*** Block opens ***

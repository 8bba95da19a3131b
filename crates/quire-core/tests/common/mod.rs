#![allow(clippy::unwrap_used, dead_code)]

use std::sync::atomic::{AtomicUsize, Ordering};
use std::sync::{Arc, Mutex};
use std::time::Duration;

use async_trait::async_trait;
use quire_core::client::{PromptPayload, Sleeper, Transport, TransportError};
use quire_core::config::Config;
use quire_core::persistence::PersistenceGateway;
use quire_core::{BurstSupervisor, GenerationService};

pub const SESSION_TOKEN: &str = "integration-session-token";

/// Shell with a five-entry outline.
pub const SHELL_JSON: &str = r#"{
    "title": "Sourdough at Home",
    "subtitle": "From Starter to Crust",
    "tableOfContents": [
        {"index": 1, "title": "Your First Starter", "imageHint": "jar of starter"},
        {"index": 2, "title": "Flour and Water", "imageHint": "flour"},
        {"index": 3, "title": "Shaping", "imageHint": "dough shaping"},
        {"index": 4, "title": "Baking", "imageHint": "dutch oven"},
        {"index": 5, "title": "Troubleshooting", "imageHint": "bread crumb"}
    ],
    "firstChapterContent": "Every loaf starts with a starter.",
    "resources": ["Flour Water Salt Yeast"]
}"#;

type Responder = dyn Fn(&PromptPayload) -> Result<String, TransportError> + Send + Sync;

/// Backend fake that routes on prompt content and counts calls.
pub struct FakeBackend {
    responder: Box<Responder>,
    calls: AtomicUsize,
}

impl FakeBackend {
    pub fn new<F>(responder: F) -> Arc<Self>
    where
        F: Fn(&PromptPayload) -> Result<String, TransportError> + Send + Sync + 'static,
    {
        Arc::new(Self {
            responder: Box::new(responder),
            calls: AtomicUsize::new(0),
        })
    }

    /// Allows every topic, returns [`SHELL_JSON`] and a body per section.
    pub fn happy() -> Arc<Self> {
        Self::new(|payload| match prompt_kind(payload) {
            PromptKind::Safety => Ok(r#"{"allowed": true, "reason": "benign"}"#.into()),
            PromptKind::Shell => Ok(SHELL_JSON.into()),
            PromptKind::Section(index) => Ok(format!("Body of section {index}.")),
        })
    }

    pub fn calls(&self) -> usize {
        self.calls.load(Ordering::SeqCst)
    }
}

#[async_trait]
impl Transport for FakeBackend {
    async fn complete(&self, payload: &PromptPayload) -> Result<String, TransportError> {
        self.calls.fetch_add(1, Ordering::SeqCst);
        (self.responder)(payload)
    }
}

#[derive(Debug, Clone, Copy, PartialEq, Eq)]
pub enum PromptKind {
    Safety,
    Shell,
    Section(u32),
}

pub fn prompt_kind(payload: &PromptPayload) -> PromptKind {
    if let Some(rest) = payload.user.split("Write chapter ").nth(1) {
        let index = rest.split(':').next().unwrap().trim().parse().unwrap();
        return PromptKind::Section(index);
    }
    if payload.system.contains("tableOfContents") {
        PromptKind::Shell
    } else {
        PromptKind::Safety
    }
}

/// Sleeper that records waits without sleeping.
#[derive(Default)]
pub struct RecordingSleeper {
    waits: Mutex<Vec<Duration>>,
}

impl RecordingSleeper {
    pub fn waits(&self) -> Vec<Duration> {
        self.waits.lock().unwrap().clone()
    }
}

#[async_trait]
impl Sleeper for RecordingSleeper {
    async fn sleep(&self, duration: Duration) {
        self.waits.lock().unwrap().push(duration);
    }
}

pub fn service(
    backend: Arc<FakeBackend>,
    sleeper: Arc<RecordingSleeper>,
    gateway: Arc<dyn PersistenceGateway>,
) -> GenerationService {
    GenerationService::new(
        &Config::default(),
        backend,
        sleeper,
        gateway,
        BurstSupervisor::new(),
    )
    .unwrap()
}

*** Block closes ***

### [Action item]
Write out the material once more so that every line matches exactly.

### [Task result]
repository 8bba95da19a3131b
filename crates/quire-core/tests/common/mod.rs
#![allow(clippy::unwrap_used, dead_code)]

use std::sync::atomic::{AtomicUsize, Ordering};
use std::sync::{Arc, Mutex};
use std::time::Duration;

use async_trait::async_trait;
use quire_core::client::{PromptPayload, Sleeper, Transport, TransportError};
use quire_core::config::Config;
use quire_core::persistence::PersistenceGateway;
use quire_core::{BurstSupervisor, GenerationService};

pub const SESSION_TOKEN: &str = "integration-session-token";

/// Shell with a five-entry outline.
pub const SHELL_JSON: &str = r#"{
    "title": "Sourdough at Home",
    "subtitle": "From Starter to Crust",
    "tableOfContents": [
        {"index": 1, "title": "Your First Starter", "imageHint": "jar of starter"},
        {"index": 2, "title": "Flour and Water", "imageHint": "flour"},
        {"index": 3, "title": "Shaping", "imageHint": "dough shaping"},
        {"index": 4, "title": "Baking", "imageHint": "dutch oven"},
        {"index": 5, "title": "Troubleshooting", "imageHint": "bread crumb"}
    ],
    "firstChapterContent": "Every loaf starts with a starter.",
    "resources": ["Flour Water Salt Yeast"]
}"#;

type Responder = dyn Fn(&PromptPayload) -> Result<String, TransportError> + Send + Sync;

/// Backend fake that routes on prompt content and counts calls.
pub struct FakeBackend {
    responder: Box<Responder>,
    calls: AtomicUsize,
}

impl FakeBackend {
    pub fn new<F>(responder: F) -> Arc<Self>
    where
        F: Fn(&PromptPayload) -> Result<String, TransportError> + Send + Sync + 'static,
    {
        Arc::new(Self {
            responder: Box::new(responder),
            calls: AtomicUsize::new(0),
        })
    }

    /// Allows every topic, returns [`SHELL_JSON`] and a body per section.
    pub fn happy() -> Arc<Self> {
        Self::new(|payload| match prompt_kind(payload) {
            PromptKind::Safety => Ok(r#"{"allowed": true, "reason": "benign"}"#.into()),
            PromptKind::Shell => Ok(SHELL_JSON.into()),
            PromptKind::Section(index) => Ok(format!("Body of section {index}.")),
        })
    }

    pub fn calls(&self) -> usize {
        self.calls.load(Ordering::SeqCst)
    }
}

#[async_trait]
impl Transport for FakeBackend {
    async fn complete(&self, payload: &PromptPayload) -> Result<String, TransportError> {
        self.calls.fetch_add(1, Ordering::SeqCst);
        (self.responder)(payload)
    }
}

#[derive(Debug, Clone, Copy, PartialEq, Eq)]
pub enum PromptKind {
    Safety,
    Shell,
    Section(u32),
}

pub fn prompt_kind(payload: &PromptPayload) -> PromptKind {
    if let Some(rest) = payload.user.split("Write chapter ").nth(1) {
        let index = rest.split(':').next().unwrap().trim().parse().unwrap();
        return PromptKind::Section(index);
    }
    if payload.system.contains("tableOfContents") {
        PromptKind::Shell
    } else {
        PromptKind::Safety
    }
}

/// Sleeper that records waits without sleeping.
#[derive(Default)]
pub struct RecordingSleeper {
    waits: Mutex<Vec<Duration>>,
}

impl RecordingSleeper {
    pub fn waits(&self) -> Vec<Duration> {
        self.waits.lock().unwrap().clone()
    }
}

#[async_trait]
impl Sleeper for RecordingSleeper {
    async fn sleep(&self, duration: Duration) {
        self.waits.lock().unwrap().push(duration);
    }
}

pub fn service(
    backend: Arc<FakeBackend>,
    sleeper: Arc<RecordingSleeper>,
    gateway: Arc<dyn PersistenceGateway>,
) -> GenerationService {
    GenerationService::new(
        &Config::default(),
        backend,
        sleeper,
        gateway,
        BurstSupervisor::new(),
    )
    .unwrap()
}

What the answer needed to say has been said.